#### Directions
Across the entries below, how many lines include the word "Ordering"? Reply with only the number.

┌────────

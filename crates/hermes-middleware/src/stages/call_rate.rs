//! Call counting stage.

use crate::layer::{Layer, Next};
use crate::target::TargetMethods;
use hermes_core::{InvocationContext, InvokeResult};
use hermes_telemetry::MetricRegistry;
use std::sync::Arc;

/// Layer that counts calls to metered methods.
///
/// The meter is marked before delegating, whatever the outcome.
pub struct CallRateLayer {
    targets: TargetMethods,
    registry: Arc<MetricRegistry>,
}

impl CallRateLayer {
    /// Creates the stage.
    #[must_use]
    pub fn new(targets: TargetMethods, registry: Arc<MetricRegistry>) -> Self {
        Self { targets, registry }
    }
}

impl Layer for CallRateLayer {
    fn name(&self) -> &'static str {
        "call_rate"
    }

    fn invoke(&self, ctx: &mut InvocationContext, next: Next<'_>) -> InvokeResult {
        if let Some(name) = self.targets.policy(ctx).and_then(|p| p.metered.as_deref()) {
            self.registry.meter(name).mark();
        }
        next.run(ctx)
    }
}

#[cfg(test)]
mod tests {
    use super::*;
    use crate::pipeline::{Pipeline, Stage};
    use crate::test_support::{echo, person_targets, ping};
    use hermes_core::Invoker;

    #[test]
    fn test_calls_counted_regardless_of_outcome() {
        let registry = Arc::new(MetricRegistry::new());
        let (_, descriptor, targets) = person_targets();
        let pipeline = Pipeline::builder(descriptor)
            .stage(Stage::CallRate, CallRateLayer::new(targets, Arc::clone(&registry)))
            .build();

        pipeline.invoke(&mut echo("one")).unwrap();
        pipeline.invoke(&mut echo("reject")).unwrap_err();
        pipeline.invoke(&mut ping()).unwrap();

        let snapshot = registry.snapshot();
        assert_eq!(snapshot.meters.len(), 1);
        assert_eq!(snapshot.meters["com.example.PersonService.echo"], 2);
    }
}
//! Typed configuration for Hermes.
//!
//! Configuration is layered, later layers overriding earlier ones:
//! defaults, then a TOML or JSON file, then `PREFIX__SECTION__KEY`
//! environment variables (optionally read from a `.env` file). Unknown fields
//! are rejected.
//!
//! - [`ServerConfig`] - Where endpoints are mounted and published
//! - [`AuthConfig`] - Realm used in authentication challenges
//! - [`TelemetryConfig`](hermes_telemetry::TelemetryConfig) - Logging and metrics export
//!
//! # Example
//!
//! ```no_run
//! use hermes_config::ConfigLoader;
//!
//! # fn main() -> Result<(), hermes_config::ConfigError> {
//! let config = ConfigLoader::new()
//!     .with_file("hermes.toml")?
//!     .with_env_prefix("HERMES")
//!     .load()?;
//!
//! println!("Endpoints mounted under {}", config.server.default_path);
//! # Ok(())
//! # }
//! ```
//!
//! # Configuration File Format
//!
//! ```toml
//! [server]
//! default_path = "/soap"
//! published_endpoint_url_prefix = "https://api.example.com/soap"
//!
//! [auth]
//! realm = "billing"
//!
//! [telemetry]
//! service_name = "billing-service"
//!
//! [telemetry.metrics]
//! enabled = true
//! addr = "0.0.0.0:9090"
//!
//! [telemetry.logging]
//! level = "info"
//! json_format = true
//! ```

#![warn(missing_docs)]

mod config;
mod error;
mod loader;
mod schema;

pub use config::{HermesConfig, HermesConfigBuilder};
pub use error::ConfigError;
pub use loader::ConfigLoader;
pub use schema::{AuthConfig, ServerConfig, DEFAULT_PATH, DEFAULT_REALM};
//! Behavior of a fully assembled pipeline.

use hermes_core::fixtures::{self, Person, RecordingSessionFactory};
use hermes_core::{
    Argument, ErrorCategory, ExceptionMetered, HermesError, InvocationContext, Invoker, Metered,
    MethodIdentity, MethodSpec, ServiceDescriptor, SessionFactory, Timed, TxOptions, Validate,
    Value, Violations,
};
use hermes_middleware::{Pipeline, PipelineAssembler};
use hermes_telemetry::MetricRegistry;
use proptest::prelude::*;
use std::sync::atomic::{AtomicUsize, Ordering};
use std::sync::Arc;
use std::thread;
use thiserror::Error;

#[derive(Debug, Error)]
#[error("insufficient funds for {0}")]
struct InsufficientFunds(i64);

const LIMIT: i64 = 1000;
const TIMER: &str = "com.example.Accounts.transfer";
const CALLS: &str = "com.example.Accounts.transfer";
const FAILURES: &str = "com.example.Accounts.transfer.exceptions";

#[derive(Debug, Clone)]
struct Transfer {
    from: String,
    amount: i64,
}

impl Validate for Transfer {
    fn validate(&self, v: &mut Violations) {
        v.not_empty("from", &self.from)
            .check(self.amount > 0, "amount must be positive");
    }
}

#[derive(Default)]
struct Accounts {
    dispatched: AtomicUsize,
}

impl Accounts {
    fn transfer(&self, ctx: &InvocationContext) -> hermes_core::InvokeResult {
        self.dispatched.fetch_add(1, Ordering::SeqCst);
        let transfer = ctx.arg::<Transfer>(0)?;
        if transfer.amount > LIMIT {
            return Err(HermesError::fault(InsufficientFunds(transfer.amount)));
        }
        Ok(Value::new(transfer.amount))
    }
}

struct Fixture {
    accounts: Arc<Accounts>,
    sessions: Arc<RecordingSessionFactory>,
    registry: Arc<MetricRegistry>,
    pipeline: Pipeline,
}

fn fixture() -> Fixture {
    let accounts = Arc::new(Accounts::default());
    let descriptor =
        ServiceDescriptor::builder_from_arc("com.example.Accounts", Arc::clone(&accounts))
        .method(
            MethodSpec::new("transfer")
                .validated_param::<Transfer>("transfer")
                .unit_of_work(TxOptions::default())
                .timed(Timed::new())
                .metered(Metered::new())
                .exception_metered(ExceptionMetered::of::<InsufficientFunds>())
                .handler(Accounts::transfer),
        )
        .build()
        .unwrap();

    let sessions = Arc::new(RecordingSessionFactory::new());
    let registry = Arc::new(MetricRegistry::new());
    let pipeline = PipelineAssembler::new(Arc::clone(&registry))
        .with_session_factory(Arc::clone(&sessions) as Arc<dyn SessionFactory>)
        .assemble(Arc::new(descriptor));

    Fixture {
        accounts,
        sessions,
        registry,
        pipeline,
    }
}

fn transfer(from: &str, amount: i64) -> InvocationContext {
    InvocationContext::new(
        MethodIdentity::new("transfer").param::<Transfer>(),
        vec![Argument::value(Transfer {
            from: from.to_string(),
            amount,
        })],
    )
}

#[test]
fn invalid_call_opens_no_session_and_is_not_counted() {
    let f = fixture();

    let err = f.pipeline.invoke(&mut transfer("", -5)).unwrap_err();

    assert_eq!(err.category(), ErrorCategory::Validation);
    let HermesError::Validation(validation) = &err else {
        panic!("expected validation error, got {err:?}");
    };
    assert_eq!(validation.violations().len(), 2);
    assert_eq!(f.accounts.dispatched.load(Ordering::SeqCst), 0);
    assert_eq!(f.sessions.stats().opens(), 0);
    assert_eq!(f.registry.timer_count(TIMER), 0);
    assert_eq!(f.registry.meter_count(CALLS), 0);
}

#[test]
fn missing_or_null_argument_opens_no_session() {
    let f = fixture();

    for arguments in [Vec::new(), vec![Argument::Null]] {
        let mut ctx =
            InvocationContext::new(MethodIdentity::new("transfer").param::<Transfer>(), arguments);
        let err = f.pipeline.invoke(&mut ctx).unwrap_err();

        assert_eq!(err.category(), ErrorCategory::Validation);
        assert!(err.to_string().contains("transfer must not be null"));
    }

    assert_eq!(f.accounts.dispatched.load(Ordering::SeqCst), 0);
    assert_eq!(f.sessions.stats().opens(), 0);
    assert_eq!(f.registry.meter_count(CALLS), 0);
}

#[test]
fn failed_call_is_rolled_back_counted_and_unchanged() {
    let f = fixture();

    let err = f.pipeline.invoke(&mut transfer("alice", 5000)).unwrap_err();

    assert_eq!(
        err.downcast_fault_ref::<InsufficientFunds>().map(|e| e.0),
        Some(5000)
    );
    assert_eq!(err.to_string(), "insufficient funds for 5000");
    let stats = f.sessions.stats();
    assert_eq!((stats.rollbacks(), stats.commits(), stats.closes()), (1, 0, 1));
    assert_eq!(f.registry.timer_count(TIMER), 1);
    assert_eq!(f.registry.meter_count(CALLS), 1);
    assert_eq!(f.registry.meter_count(FAILURES), 1);
}

#[test]
fn successful_call_commits_once() {
    let f = fixture();

    let value = f.pipeline.invoke(&mut transfer("alice", 10)).unwrap();

    assert_eq!(value.downcast_ref::<i64>(), Some(&10));
    let stats = f.sessions.stats();
    assert_eq!((stats.begins(), stats.commits(), stats.closes()), (1, 1, 1));
    assert_eq!(f.registry.meter_count(FAILURES), 0);
}

#[test]
fn create_person_end_to_end() {
    let (service, descriptor) = fixtures::person_service().unwrap();
    let sessions = Arc::new(RecordingSessionFactory::new());
    let pipeline = PipelineAssembler::new(Arc::new(MetricRegistry::new()))
        .with_session_factory(Arc::clone(&sessions) as Arc<dyn SessionFactory>)
        .assemble(descriptor);
    let create = |person: Person| {
        InvocationContext::new(
            MethodIdentity::new("createPerson").param::<Person>(),
            vec![Argument::value(person)],
        )
    };

    let err = pipeline.invoke(&mut create(Person::new("Ada", ""))).unwrap_err();
    assert!(err.to_string().contains("person.jobTitle must not be empty"));
    assert_eq!(sessions.stats().opens(), 0);
    assert_eq!(service.dispatched(), 0);

    let created = pipeline
        .invoke(&mut create(Person::new("Ada", "Engineer")))
        .unwrap();
    assert_eq!(created.downcast_ref::<Person>().unwrap().job_title, "Engineer");
    let stats = sessions.stats();
    assert_eq!((stats.opens(), stats.commits(), stats.closes()), (1, 1, 1));
    assert_eq!(service.people().len(), 1);
}

#[test]
fn concurrent_calls_lose_no_updates() {
    let f = Arc::new(fixture());
    let threads = 8;
    let per_thread = 200;

    let handles: Vec<_> = (0..threads)
        .map(|t| {
            let f = Arc::clone(&f);
            thread::spawn(move || {
                for i in 0..per_thread {
                    let amount = if (t + i) % 4 == 0 { LIMIT + 1 } else { 1 };
                    let _ = f.pipeline.invoke(&mut transfer("alice", amount));
                }
            })
        })
        .collect();
    for handle in handles {
        handle.join().unwrap();
    }

    let total = (threads * per_thread) as u64;
    let failures = (0..threads)
        .flat_map(|t| (0..per_thread).map(move |i| (t + i) % 4 == 0))
        .filter(|failed| *failed)
        .count();
    assert_eq!(f.registry.timer_count(TIMER), total);
    assert_eq!(f.registry.meter_count(CALLS), total);
    assert_eq!(f.registry.meter_count(FAILURES), failures as u64);
    let stats = f.sessions.stats();
    assert_eq!(stats.opens() as u64, total);
    assert_eq!(stats.closes() as u64, total);
    assert_eq!(stats.rollbacks(), failures);
}

proptest! {
    #[test]
    fn prop_counts_follow_outcomes(amounts in prop::collection::vec(1_i64..2 * LIMIT, 0..40)) {
        let f = fixture();
        for amount in &amounts {
            let _ = f.pipeline.invoke(&mut transfer("alice", *amount));
        }

        let failed = amounts.iter().filter(|a| **a > LIMIT).count();
        let succeeded = amounts.len() - failed;
        let stats = f.sessions.stats();

        prop_assert_eq!(f.registry.timer_count(TIMER), amounts.len() as u64);
        prop_assert_eq!(f.registry.meter_count(FAILURES), failed as u64);
        prop_assert_eq!(stats.commits(), succeeded);
        prop_assert_eq!(stats.rollbacks(), failed);
        prop_assert_eq!(stats.closes(), amounts.len());
    }
}
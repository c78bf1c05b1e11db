//! Error taxonomy for both sync directions.
//!
//! Bus-level failures are handled where the reply arrives and only surface
//! as a single printed line plus a process exit code.

use std::time::Duration;

/// Which outstanding request produced an error reply.
#[derive(Debug, Clone, Copy, PartialEq, Eq)]
pub enum Stage {
    FindDocument,
    GetWindowList,
    SyncView,
}

impl std::fmt::Display for Stage {
    fn fmt(&self, f: &mut std::fmt::Formatter<'_>) -> std::fmt::Result {
        let name = match self {
            Stage::FindDocument => "FindDocument",
            Stage::GetWindowList => "GetWindowList",
            Stage::SyncView => "SyncView",
        };
        f.write_str(name)
    }
}

#[derive(Debug, thiserror::Error)]
pub enum SyncError {
    /// Wrong number or shape of command line arguments.
    #[error("invalid command line arguments: {0}")]
    Arguments(String),

    /// The viewer answered a request with an error reply.
    #[error("{message}")]
    Lookup { stage: Stage, message: String },

    /// Configured deadline expired before the viewer was ready.
    #[error("viewer did not become ready within {0:?}")]
    Timeout(Duration),

    /// Connection or transport failure on the session bus.
    #[error("session bus: {0}")]
    Bus(String),

    /// The editor side of the command channel went away or rejected a call.
    #[error("editor channel: {0}")]
    Editor(String),
}

impl SyncError {
    pub fn lookup(stage: Stage, message: impl Into<String>) -> Self {
        SyncError::Lookup {
            stage,
            message: message.into(),
        }
    }

    /// Line shown to the operator when a forward sync gives up.
    pub fn operator_message(&self) -> String {
        format!("Could not find document: {}", self)
    }
}

impl From<std::io::Error> for SyncError {
    fn from(err: std::io::Error) -> Self {
        SyncError::Editor(err.to_string())
    }
}

pub type SyncResult<T> = Result<T, SyncError>;
use std::process::ExitCode;

use clap::Parser;
use colored::*;
use sved::config::Cli;
use sved::{app, logging};

fn main() -> ExitCode {
    let cli = Cli::parse();
    let _guard = logging::init(&cli.log_options());

    tracing::debug!(
        "got following arguments {}",
        std::env::args().collect::<Vec<_>>().join(" ")
    );

    let code = match app::run(&cli) {
        Ok(code) => code,
        Err(e) => {
            tracing::error!("{:#}", e);
            eprintln!("{} {:#}", "error:".red().bold(), e);
            1
        }
    };
    ExitCode::from(u8::try_from(code).unwrap_or(1))
}
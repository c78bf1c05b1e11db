//! Forward sync: move a viewer window to a source position.
//!
//! Two resolution paths race: the daemon's FindDocument reply and a
//! DocumentLoaded notification from a viewer that is still starting up.
//! Whichever names a viewer first is used; the loser is ignored by
//! [`PendingSync`].

use std::sync::Arc;
use std::time::Duration;

use futures::future::BoxFuture;
use futures::stream::{FuturesUnordered, StreamExt};
use futures::FutureExt;
use tokio::time::Instant;

use crate::bus::{Notification, Signal, ViewerBus, WindowHandle};
use crate::error::{SyncError, SyncResult};
use crate::event_loop::{LoopHandle, QUIT_GRACE};
use crate::handshake::{PendingSync, Step, SyncRequest};

/// Ask the daemon to start a viewer when none has the document open.
const OPEN_IF_MISSING: bool = true;

#[derive(Debug, Clone)]
pub struct ForwardOptions {
    /// Give up after this long. `None` waits for the viewer indefinitely.
    pub timeout: Option<Duration>,
    /// Delay between success and loop shutdown.
    pub grace: Duration,
}

impl Default for ForwardOptions {
    fn default() -> Self {
        Self {
            timeout: None,
            grace: QUIT_GRACE,
        }
    }
}

enum Reply {
    Lookup(SyncResult<String>),
    Windows(SyncResult<Vec<WindowHandle>>),
    Navigated(SyncResult<()>),
}

pub struct ForwardSync {
    bus: Arc<dyn ViewerBus>,
    handle: LoopHandle,
    options: ForwardOptions,
}

impl ForwardSync {
    pub fn new(bus: Arc<dyn ViewerBus>, handle: LoopHandle, options: ForwardOptions) -> Self {
        Self {
            bus,
            handle,
            options,
        }
    }

    /// Run the handshake for `request`.
    ///
    /// On success the loop is asked to quit with 0 after the grace delay.
    /// Errors are returned to the caller, which reports them and exits.
    /// If the viewer never shows a window this future never completes.
    pub async fn run(&self, request: SyncRequest) -> SyncResult<()> {
        tracing::debug!("forward syncing {:?}", request);
        let mut sync = PendingSync::new(request);

        // Subscribe before the lookup so a load racing the reply is not lost.
        let mut loaded = self.bus.subscribe(Signal::DocumentLoaded).await?;
        let mut inflight: FuturesUnordered<BoxFuture<'static, Reply>> = FuturesUnordered::new();
        let deadline = self.options.timeout.map(|after| (Instant::now() + after, after));

        let mut step = sync.start();
        loop {
            match step {
                Step::Wait => {}
                Step::Done => {
                    self.handle.quit_after(self.options.grace, 0);
                    return Ok(());
                }
                Step::Fail(err) => return Err(err),
                request => inflight.push(self.issue(request)),
            }

            step = tokio::select! {
                Some(reply) = inflight.next(), if !inflight.is_empty() => match reply {
                    Reply::Lookup(reply) => sync.on_lookup_reply(reply),
                    Reply::Windows(reply) => sync.on_window_list(reply),
                    Reply::Navigated(reply) => sync.on_navigated(reply),
                },
                Some(notification) = loaded.next() => match notification {
                    Notification::DocumentLoaded(ev) => {
                        sync.on_document_loaded(&ev.uri, ev.sender.as_deref())
                    }
                    Notification::SyncSource(_) => Step::Wait,
                },
                after = expired(deadline) => sync.on_timeout(after),
            };
        }
    }

    fn issue(&self, step: Step) -> BoxFuture<'static, Reply> {
        let bus = Arc::clone(&self.bus);
        match step {
            Step::FindDocument { uri } => async move {
                Reply::Lookup(bus.find_document(&uri, OPEN_IF_MISSING).await)
            }
            .boxed(),
            Step::ListWindows { viewer } => async move {
                tracing::debug!("requesting window list of {}", viewer);
                Reply::Windows(bus.window_list(&viewer).await)
            }
            .boxed(),
            Step::Navigate {
                viewer,
                window,
                source_path,
                position,
                reserved,
            } => async move {
                tracing::debug!("calling SyncView {} {:?} on {}", source_path, position, window);
                Reply::Navigated(
                    bus.sync_view(&viewer, &window, &source_path, position, reserved)
                        .await,
                )
            }
            .boxed(),
            Step::Wait | Step::Done | Step::Fail(_) => futures::future::pending().boxed(),
        }
    }
}

async fn expired(deadline: Option<(Instant, Duration)>) -> Duration {
    match deadline {
        Some((at, after)) => {
            tokio::time::sleep_until(at).await;
            after
        }
        None => futures::future::pending().await,
    }
}

/// Report a failed forward sync the way the editor plugin expects: one line
/// on stdout, exit status 1.
pub fn report_failure(handle: &LoopHandle, err: &SyncError) {
    tracing::debug!("forward sync failed: {}", err);
    println!("{}", err.operator_message());
    handle.quit(1);
}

└────────

#### Reply
4